use serde::Serialize;

use crate::types::StableDecision;

/// The five values that fully determine a coaching prompt.
#[derive(Debug, Clone, PartialEq, Eq, Serialize)]
pub struct FeedbackRequest {
    pub raw_label: String,
    pub stable_label: String,
    pub confidence_pct: u32,
    pub second_label: Option<String>,
    pub target_label: String,
}

impl FeedbackRequest {
    pub fn from_decision(raw_label: &str, decision: &StableDecision, target_label: &str) -> Self {
        Self {
            raw_label: raw_label.to_string(),
            stable_label: decision.label.clone(),
            confidence_pct: decision.confidence_pct,
            second_label: decision.runner_up_label().map(str::to_string),
            target_label: target_label.to_string(),
        }
    }

    /// Coaching is worth asking for when the learner missed the target or the
    /// analyzer flagged the decision as a close or confusable call.
    pub fn is_warranted(decision: &StableDecision, target_label: &str) -> bool {
        decision.label != target_label || !decision.hints.is_empty()
    }

    pub fn is_match(&self) -> bool {
        self.stable_label == self.target_label
    }

    pub fn prompt(&self) -> AdvicePrompt {
        AdvicePrompt {
            text: render_prompt(self),
            request: self.clone(),
        }
    }
}

/// Prompt sent to an advice provider, with the request it was rendered from.
#[derive(Debug, Clone, PartialEq, Eq)]
pub struct AdvicePrompt {
    pub request: FeedbackRequest,
    pub text: String,
}

impl std::fmt::Display for AdvicePrompt {
    fn fmt(&self, f: &mut std::fmt::Formatter<'_>) -> std::fmt::Result {
        f.write_str(&self.text)
    }
}

fn render_prompt(request: &FeedbackRequest) -> String {
    let runner_up = request.second_label.as_deref().unwrap_or("none");
    let verdict = if request.is_match() {
        "matches the target, but the call was close"
    } else {
        "does not match the target"
    };
    format!(
        "A learner is practicing the American Sign Language fingerspelling letter \"{target}\".\n\
         Latest raw classifier output: \"{raw}\".\n\
         Smoothed prediction: \"{stable}\" at {confidence}% confidence \
         (runner-up: \"{runner_up}\").\n\
         The smoothed prediction {verdict}.\n\
         In at most two short sentences, give one concrete hand-shape tip \
         that helps them sign \"{target}\".",
        target = request.target_label,
        raw = request.raw_label,
        stable = request.stable_label,
        confidence = request.confidence_pct,
    )
}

********************

- _Brief_
State how many lines of the records hold the string "AdvicePrompt", and nothing else.

- _Result for this task_
4